Voilà, selon nous, quel est l’enjeu et comment donner du sens à l’action publique.

M. le président. L’amendement n° 74 rectifié, présenté par Mme Taillé-Polian, M. Durain, Mme Meunier, M. Cabanel, Mme Espagnac, MM. Lurel et Mazuir, Mmes Préville, de la Gontrie et Jasmin, M. Fichet, Mme Blondin, MM. Courteau et Sueur, Mme Monier et les membres du groupe socialiste et républicain, est ainsi libellé :

Après l’alinéa 8

Insérer un alinéa ainsi rédigé :

L’application par l’administration des principes et droits au bénéfice des usagers est conditionnée à une exigence de respect et de courtoisie des usagers envers l’administration.

La parole est à Mme Sophie Taillé-Polian.

Mme Sophie Taillé-Polian. Cet amendement vise à insérer dans la stratégie nationale d’orientation de l’action publique un alinéa aux termes duquel « l’application par l’administration des principes et droits au bénéfice des usagers est conditionnée à une exigence de respect et de courtoisie des usagers envers l’administration. »

Évident, me dira-ton, mais cela va mieux en le disant !

En commission spéciale, il a été indiqué que cette stratégie nationale – pardonnez-moi l’expression ! – enfonçait quelques portes ouvertes. Enfonçons-les donc toutes, y compris celles qui concernent la nature parfois difficile, abrasive des rapports avec les administrés. Il est souvent question des risques psychosociaux encourus par les agents placés en première ligne pour accueillir les usagers.

Ce texte crée des droits nouveaux pour les administrés sans moyens supplémentaires et, comme cela a été dit, en supprimant 120 000 postes de fonctionnaires.

Dès lors, monsieur le secrétaire d’État, comment mettre en œuvre ces nouvelles procédures ? En se contentant d’organiser des formations ou de doter l’administration de nouveaux outils informatiques ? C’est indispensable, mais cela ne peut remplacer le manque de personnels.

La dématérialisation signifierait postes d’agents publics inutiles ; mais elle peut également induire des tâches supplémentaires pour certains agents.

Il serait d’autant plus facile d’accompagner un changement de mentalité, qui pourrait s’avérer tout à fait positif, en montrant aux agents publics que nous attendons des usagers qu’ils fassent preuve de respect et de courtoisie dans chacune de leurs demandes. Il s’agit de faire respecter les droits des administrés, certes, mais dans le respect des agents publics.

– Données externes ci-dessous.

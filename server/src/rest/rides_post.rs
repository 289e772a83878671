// III-IV
// Copyright 2023 Julio Merino
//
// Licensed under the Apache License, Version 2.0 (the "License"); you may not
// use this file except in compliance with the License.  You may obtain a copy
// of the License at:
//
//     http://www.apache.org/licenses/LICENSE-2.0
//
// Unless required by applicable law or agreed to in writing, software
// distributed under the License is distributed on an "AS IS" BASIS, WITHOUT
// WARRANTIES OR CONDITIONS OF ANY KIND, either express or implied.  See the
// License for the specific language governing permissions and limitations
// under the License.

//! API to offer a new ride.

use crate::driver::Driver;
use crate::model::{AccountId, Coordinates, RideDetails, RideId, RouteId};
use crate::rest::httputils::require_whoami;
use axum::Json;
use axum::extract::State;
use axum::http::{self, HeaderMap};
use axum::response::IntoResponse;
use rideshare_core::rest::RestError;
use serde::Deserialize;

/// Message sent to the server to create or update a ride.
#[derive(Deserialize)]
#[serde(rename_all = "camelCase")]
pub(crate) struct RideRequest {
    /// Identifier of the ride.  Ignored on creation and must match the path on updates.
    id: Option<RideId>,

    /// Driver of the ride.  Defaults to the caller on creation and to the current driver on
    /// updates.
    driver: Option<AccountId>,

    /// Starting point of the ride.
    start: Coordinates,

    /// Final point of the ride.
    end: Coordinates,

    /// Route the ride follows, if any.
    route: Option<RouteId>,
}

impl RideRequest {
    /// Splits the request into the identifier given by the client and the ride details.
    pub(super) fn into_parts(self) -> (Option<RideId>, RideDetails) {
        let details = RideDetails {
            driver: self.driver,
            start: self.start,
            end: self.end,
            route: self.route,
        };
        (self.id, details)
    }
}

/// API handler.
pub(crate) async fn handler(
    State(driver): State<Driver>,
    headers: HeaderMap,
    Json(request): Json<RideRequest>,
) -> Result<impl IntoResponse, RestError> {
    let whoami = require_whoami(&driver, &headers).await?;

    let (id, details) = request.into_parts();
    if let Some(id) = id {
        log::debug!("Ignoring client-provided identifier {} for new ride", id);
    }
    let ride = driver.add_ride(whoami, details).await?;

    Ok((http::StatusCode::CREATED, Json(ride)))
}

M. le président. L’amendement n° 57, présenté par le Gouvernement, est ainsi libellé :

Après l’alinéa 13

Insérer un alinéa ainsi rédigé :

Toute personne a accès à une information transparente sur l’efficacité et la qualité des services publics en relation avec les usagers.

La parole est à M. le secrétaire d’État.

M. Olivier Dussopt, secrétaire dÉtat. Cet amendement vise à introduire dans la stratégie nationale une nouvelle orientation selon laquelle toute personne a accès à une information transparente sur l’efficacité et la qualité du service public en relation avec les usagers.

Il s’agit, dans la droite ligne des orientations annoncées lors du comité interministériel de la transformation publique, de permettre aux usagers de connaître le niveau de résultat, l’efficience des services publics auxquels ils ont accès.

Cette nouvelle orientation sera mise en place de manière progressive. Il est bien évidemment hors de question d’imposer une publication de résultats qui ne pourrait qu’avoir des effets contre-productifs dès lors que les critères ne seraient pas posés et réfléchis de concert avec les administrations.